The University of Pennsylvania (Penn) confirmed on Friday that it is responding to a cybersecurity breach after hackers infiltrated the university's email systems and sent multiple fraudulent messages to alums, students, staff, and affiliates.

The unauthorised emails, which appeared to originate from Penn's Graduate School of Education (GSE), carried provocative and misleading statements criticising the university's internal practices and threatening to leak private data.

“We have terrible security practices and are completely unmeritocratic,” one of the emails read. “We love breaking federal rules like FERPA (all your data will be leaked).”

The messages were distributed using legitimate @upenn.edu email accounts and appeared to come from various university officials, including senior faculty members. Some recipients reported receiving the same email multiple times from different sender addresses, suggesting that numerous compromised accounts were used in the attack.

University spokesperson Ron Ozio confirmed the breach in a statement, saying Penn's incident response team is "actively addressing the situation."

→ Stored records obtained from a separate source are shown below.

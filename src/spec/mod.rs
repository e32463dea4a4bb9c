//! Per-parameter specifications and how they are merged with a signature

mod merge;
mod option;

pub use merge::{merge, Binding, ElementKind};
pub use option::{Action, DefaultValue, Nargs, OptionSpec};

use crate::error::{SetupError, SetupResult};
use serde_json::Value;

/// What the author attached to one parameter key: a help string or a full
/// options mapping.
#[derive(Clone, Debug, PartialEq)]
pub enum ParamSpec {
    /// Shorthand for an options mapping with only `help`
    Help(String),
    /// Full options mapping
    Options(OptionSpec),
}

impl ParamSpec {
    /// Build from a dynamic value, as read from a declarations file
    pub fn from_value(name: &str, value: &Value) -> SetupResult<Self> {
        match value {
            Value::String(help) => Ok(Self::Help(help.clone())),
            Value::Object(map) => OptionSpec::from_map(name, map).map(Self::Options),
            other => Err(SetupError::spec(
                name,
                format!(
                    "must be either a help string or a mapping of options, got {}",
                    other
                ),
            )),
        }
    }

    /// The spec as an options mapping
    pub fn to_options(&self) -> OptionSpec {
        match self {
            Self::Help(help) => OptionSpec::new().help(help.clone()),
            Self::Options(options) => options.clone(),
        }
    }
}

impl From<&str> for ParamSpec {
    fn from(help: &str) -> Self {
        Self::Help(help.to_string())
    }
}

impl From<String> for ParamSpec {
    fn from(help: String) -> Self {
        Self::Help(help)
    }
}

impl From<OptionSpec> for ParamSpec {
    fn from(options: OptionSpec) -> Self {
        Self::Options(options)
    }
}
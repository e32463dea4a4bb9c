//! Declarations files
//!
//! Entry-point overrides can live outside the code, in TOML or JSON:
//!
//! ```toml
//! [[entrypoint]]
//! function = "to_rename"
//! name = "renamed"
//! description = "An example with custom labels."
//!
//! [entrypoint.params]
//! foo = "the value for foo"
//! _count = { help = "how many", type = "int", default = 1 }
//! ```
//!
//! Parameter order is kept, since it is the order positionals are added in.

use crate::error::{SetupError, SetupResult};
use serde::{Deserialize, Serialize};
use serde_json::{Map, Value};
use std::collections::BTreeMap;
use std::path::Path;

/// Declarations for one function
#[derive(Debug, Clone, Default, PartialEq, Serialize, Deserialize)]
pub struct EntrypointSection {
    /// Function the declarations apply to
    pub function: String,
    /// Command name override (`{name}` is replaced by the function name)
    #[serde(default)]
    pub name: Option<String>,
    /// Description override
    #[serde(default)]
    pub description: Option<String>,
    /// Parameter specs in declaration order: help strings or option maps
    #[serde(default)]
    pub params: Map<String, Value>,
    /// Extra parser adapter configuration
    #[serde(default)]
    pub config: BTreeMap<String, Value>,
}

/// A whole declarations file
#[derive(Debug, Clone, Default, PartialEq, Serialize, Deserialize)]
pub struct EntrypointsFile {
    /// One section per function
    #[serde(default)]
    pub entrypoint: Vec<EntrypointSection>,
}

impl EntrypointsFile {
    /// Parse TOML text
    pub fn from_toml_str(content: &str) -> SetupResult<Self> {
        toml::from_str(content)
            .map_err(|e| SetupError::config(format!("Failed to parse TOML: {}", e)))
    }

    /// Parse JSON text
    pub fn from_json_str(content: &str) -> SetupResult<Self> {
        serde_json::from_str(content)
            .map_err(|e| SetupError::config(format!("Failed to parse JSON: {}", e)))
    }

    /// Load from a TOML file
    pub fn from_toml_file(path: impl AsRef<Path>) -> SetupResult<Self> {
        Self::from_toml_str(&read(path.as_ref())?)
    }

    /// Load from a JSON file
    pub fn from_json_file(path: impl AsRef<Path>) -> SetupResult<Self> {
        Self::from_json_str(&read(path.as_ref())?)
    }

    /// Load by extension, trying TOML then JSON when it is not recognised
    pub fn from_file(path: impl AsRef<Path>) -> SetupResult<Self> {
        let path = path.as_ref();
        match path.extension().and_then(|s| s.to_str()) {
            Some("toml") => Self::from_toml_file(path),
            Some("json") => Self::from_json_file(path),
            _ => Self::from_toml_file(path).or_else(|_| Self::from_json_file(path)),
        }
    }

    /// Section for `function`; the last one wins if it appears twice
    pub fn section(&self, function: &str) -> Option<&EntrypointSection> {
        self.entrypoint.iter().rev().find(|s| s.function == function)
    }
}

fn read(path: &Path) -> SetupResult<String> {
    std::fs::read_to_string(path).map_err(|e| {
        SetupError::config(format!(
            "Failed to read declarations file {}: {}",
            path.display(),
            e
        ))
    })
}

“A fraudulent email has been circulated that appears to come from the University of Pennsylvania’s Graduate School of Education. This is obviously a fake, and nothing in the highly offensive, hurtful message reflects the mission or actions of Penn or of Penn GSE,” Ozio said.

Motives Behind the Attack

The hackers claimed in one message that they intended to discourage alumni donations, writing, "Please stop giving us money." While the full scope of the intrusion remains under investigation, early indications suggest the attack was designed to embarrass the university and disrupt its fundraising activities.

The breach comes shortly after Penn joined six other universities in rejecting the White House's "Compact for Academic Excellence in Higher Education." The compact, part of the current administration's higher education policy initiative, sought to tie federal funding to specific ideological and policy changes within universities.

University Response and Political Context

The compact proposed several controversial measures, including the elimination of affirmative action in hiring and admissions, disciplinary actions against departments that "punish or belittle conservative ideas," tuition freezes for five years, and caps on international student enrollment. It also called for reinstating mandatory standardised tests such as the SAT and restricting support for transgender and gender non-conforming students.

Penn President J. Larry Jameson publicly rejected the proposal in a response published on the university's website.

“One-sided conditions conflict with the viewpoint diversity and freedom of expression that are central to how universities contribute to democracy and to society,” Jameson wrote, emphasizing that the compact “preferences and mandates protections for the communication of conservative thought alone.”

The timing of the cyberattack — just days after Penn's public refusal to sign the White House compact — has raised questions about whether the breach may have been politically motivated.

As of Friday evening, the university's IT department continues to assess the scale of the incident and has advised all users to change their passwords immediately and remain alert for phishing attempts.